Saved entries
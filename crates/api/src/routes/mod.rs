pub mod booking;
pub mod duty_log;
pub mod health;
pub mod notification;
pub mod profile;
pub mod schedule;
/// Booking workflow: reservation, approval, rejection, cancellation,
/// completion, and booking queries
pub mod booking;
/// Audit trail queries
pub mod duty_log;
/// Notification queries
pub mod notification;
/// Profile lifecycle
pub mod profile;
/// Schedule management
pub mod schedule;

use std::str::FromStr;

use dutyroster_core::errors::DutyError;

use crate::middleware::error_handling::AppError;

/// Parses a stored status string back into its enum. Rows only ever hold
/// values the CHECK constraints admit, so a failure here is an internal
/// error, not a client one.
pub(crate) fn parse_status<T>(value: &str) -> Result<T, AppError>
where
    T: FromStr<Err = String>,
{
    T::from_str(value).map_err(|e| AppError(DutyError::Internal(e.into())))
}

> **TASK DETAILS**
Copy out all lines above that include the string "AppError".

> **WRITTEN RESPONSE**
use crate::middleware::error_handling::AppError;
pub(crate) fn parse_status<T>(value: &str) -> Result<T, AppError>
    T::from_str(value).map_err(|e| AppError(DutyError::Internal(e.into())))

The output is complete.